What the task requires —
Pull every line that includes the word "username" from the data.

-.-.-

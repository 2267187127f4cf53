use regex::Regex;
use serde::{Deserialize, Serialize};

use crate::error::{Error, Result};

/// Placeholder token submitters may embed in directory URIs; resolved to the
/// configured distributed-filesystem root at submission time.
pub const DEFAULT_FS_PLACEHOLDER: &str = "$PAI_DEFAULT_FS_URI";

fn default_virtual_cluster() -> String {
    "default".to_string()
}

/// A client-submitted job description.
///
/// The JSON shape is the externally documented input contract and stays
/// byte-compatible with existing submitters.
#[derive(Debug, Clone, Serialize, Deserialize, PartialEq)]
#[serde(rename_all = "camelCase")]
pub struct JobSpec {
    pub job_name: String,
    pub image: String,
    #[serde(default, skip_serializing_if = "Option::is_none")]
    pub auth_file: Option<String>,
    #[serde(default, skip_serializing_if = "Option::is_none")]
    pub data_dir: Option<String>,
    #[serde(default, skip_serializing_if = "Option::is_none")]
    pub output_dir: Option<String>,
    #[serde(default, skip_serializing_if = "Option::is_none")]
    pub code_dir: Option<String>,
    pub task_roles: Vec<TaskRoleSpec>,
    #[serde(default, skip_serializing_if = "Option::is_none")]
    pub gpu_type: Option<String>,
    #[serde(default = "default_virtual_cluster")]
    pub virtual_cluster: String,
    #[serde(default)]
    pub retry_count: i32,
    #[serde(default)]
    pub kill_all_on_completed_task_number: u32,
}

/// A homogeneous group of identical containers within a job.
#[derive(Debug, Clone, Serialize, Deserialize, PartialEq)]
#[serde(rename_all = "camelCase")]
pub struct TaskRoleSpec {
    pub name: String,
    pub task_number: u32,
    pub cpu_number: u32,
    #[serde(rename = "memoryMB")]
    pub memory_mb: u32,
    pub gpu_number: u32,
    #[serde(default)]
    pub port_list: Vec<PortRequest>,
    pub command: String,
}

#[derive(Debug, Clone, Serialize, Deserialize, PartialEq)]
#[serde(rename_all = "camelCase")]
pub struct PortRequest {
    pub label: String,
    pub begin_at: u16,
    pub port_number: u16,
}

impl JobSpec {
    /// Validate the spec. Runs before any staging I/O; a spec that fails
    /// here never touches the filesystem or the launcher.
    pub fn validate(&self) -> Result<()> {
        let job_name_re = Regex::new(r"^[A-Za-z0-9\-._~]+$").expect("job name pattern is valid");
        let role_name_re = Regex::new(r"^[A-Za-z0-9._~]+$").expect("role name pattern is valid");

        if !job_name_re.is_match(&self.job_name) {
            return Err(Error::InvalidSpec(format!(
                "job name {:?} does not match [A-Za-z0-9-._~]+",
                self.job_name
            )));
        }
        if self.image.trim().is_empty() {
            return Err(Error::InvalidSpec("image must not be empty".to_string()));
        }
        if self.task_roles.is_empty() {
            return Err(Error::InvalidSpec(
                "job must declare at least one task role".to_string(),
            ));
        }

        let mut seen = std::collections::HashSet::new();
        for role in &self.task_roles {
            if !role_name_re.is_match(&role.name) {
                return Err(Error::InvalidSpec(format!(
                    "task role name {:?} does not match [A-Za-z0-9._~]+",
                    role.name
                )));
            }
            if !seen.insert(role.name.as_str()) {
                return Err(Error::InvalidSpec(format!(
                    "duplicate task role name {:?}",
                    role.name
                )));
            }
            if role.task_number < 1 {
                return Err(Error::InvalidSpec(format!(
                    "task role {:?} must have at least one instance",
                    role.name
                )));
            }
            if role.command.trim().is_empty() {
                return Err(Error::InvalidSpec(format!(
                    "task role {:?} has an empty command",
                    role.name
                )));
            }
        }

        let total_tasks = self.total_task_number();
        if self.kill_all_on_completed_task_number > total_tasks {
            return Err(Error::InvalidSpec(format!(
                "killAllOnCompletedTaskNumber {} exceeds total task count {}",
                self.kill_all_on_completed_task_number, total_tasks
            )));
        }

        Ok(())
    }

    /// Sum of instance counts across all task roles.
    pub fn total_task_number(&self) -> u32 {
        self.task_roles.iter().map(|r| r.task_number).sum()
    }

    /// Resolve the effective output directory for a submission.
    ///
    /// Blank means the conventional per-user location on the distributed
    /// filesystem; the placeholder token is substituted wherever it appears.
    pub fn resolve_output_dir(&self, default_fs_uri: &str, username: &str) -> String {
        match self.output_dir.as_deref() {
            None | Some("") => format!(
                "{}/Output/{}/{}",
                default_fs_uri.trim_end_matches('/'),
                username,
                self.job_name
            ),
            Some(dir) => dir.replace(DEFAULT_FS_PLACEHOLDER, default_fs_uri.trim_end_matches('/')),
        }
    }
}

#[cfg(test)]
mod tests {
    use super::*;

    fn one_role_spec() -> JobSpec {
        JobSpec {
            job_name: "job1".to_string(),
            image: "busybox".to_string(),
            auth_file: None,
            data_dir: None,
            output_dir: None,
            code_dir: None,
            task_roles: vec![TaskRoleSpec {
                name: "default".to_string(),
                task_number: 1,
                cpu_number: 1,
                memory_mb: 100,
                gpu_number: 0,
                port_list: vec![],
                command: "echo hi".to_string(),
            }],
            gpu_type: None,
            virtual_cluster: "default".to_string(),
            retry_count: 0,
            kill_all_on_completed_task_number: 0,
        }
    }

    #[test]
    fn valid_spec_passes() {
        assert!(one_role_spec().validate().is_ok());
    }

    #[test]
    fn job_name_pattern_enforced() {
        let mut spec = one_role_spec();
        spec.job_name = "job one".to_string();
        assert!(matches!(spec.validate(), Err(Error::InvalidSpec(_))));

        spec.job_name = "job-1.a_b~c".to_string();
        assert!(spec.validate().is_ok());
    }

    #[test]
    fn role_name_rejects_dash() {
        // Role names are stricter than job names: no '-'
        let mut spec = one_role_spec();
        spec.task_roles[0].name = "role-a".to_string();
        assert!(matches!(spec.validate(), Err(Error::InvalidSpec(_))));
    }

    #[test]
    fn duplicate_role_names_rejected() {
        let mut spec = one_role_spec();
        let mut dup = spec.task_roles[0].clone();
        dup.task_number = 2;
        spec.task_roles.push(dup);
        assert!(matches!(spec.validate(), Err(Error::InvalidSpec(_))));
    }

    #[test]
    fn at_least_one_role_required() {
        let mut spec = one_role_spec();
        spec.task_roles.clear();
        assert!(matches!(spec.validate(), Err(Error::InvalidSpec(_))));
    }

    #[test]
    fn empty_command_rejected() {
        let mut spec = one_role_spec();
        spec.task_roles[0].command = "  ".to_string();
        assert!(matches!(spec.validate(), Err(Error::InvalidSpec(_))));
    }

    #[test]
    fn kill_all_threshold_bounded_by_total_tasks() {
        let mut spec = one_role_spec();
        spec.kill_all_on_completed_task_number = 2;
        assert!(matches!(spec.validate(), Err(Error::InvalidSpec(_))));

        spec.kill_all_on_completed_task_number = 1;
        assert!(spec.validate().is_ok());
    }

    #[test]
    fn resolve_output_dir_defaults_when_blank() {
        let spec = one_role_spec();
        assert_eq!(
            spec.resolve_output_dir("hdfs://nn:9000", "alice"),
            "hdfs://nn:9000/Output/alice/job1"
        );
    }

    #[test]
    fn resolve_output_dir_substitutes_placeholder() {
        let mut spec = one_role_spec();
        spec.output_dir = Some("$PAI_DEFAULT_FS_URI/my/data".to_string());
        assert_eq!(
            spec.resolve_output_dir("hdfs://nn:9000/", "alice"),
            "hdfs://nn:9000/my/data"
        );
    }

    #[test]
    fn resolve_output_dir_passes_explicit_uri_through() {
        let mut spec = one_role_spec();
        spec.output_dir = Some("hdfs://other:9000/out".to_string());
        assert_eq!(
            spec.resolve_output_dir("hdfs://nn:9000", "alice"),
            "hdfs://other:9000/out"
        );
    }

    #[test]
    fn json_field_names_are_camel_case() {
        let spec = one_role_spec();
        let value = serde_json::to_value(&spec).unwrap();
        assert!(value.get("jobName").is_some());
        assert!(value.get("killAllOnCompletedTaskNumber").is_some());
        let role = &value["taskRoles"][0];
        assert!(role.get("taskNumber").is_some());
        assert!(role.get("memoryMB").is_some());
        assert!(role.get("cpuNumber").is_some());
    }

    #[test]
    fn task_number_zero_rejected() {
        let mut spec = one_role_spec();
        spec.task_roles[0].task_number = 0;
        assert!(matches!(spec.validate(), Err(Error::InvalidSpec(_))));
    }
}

-.-.-

Problem solution —
    pub fn resolve_output_dir(&self, default_fs_uri: &str, username: &str) -> String {
                username,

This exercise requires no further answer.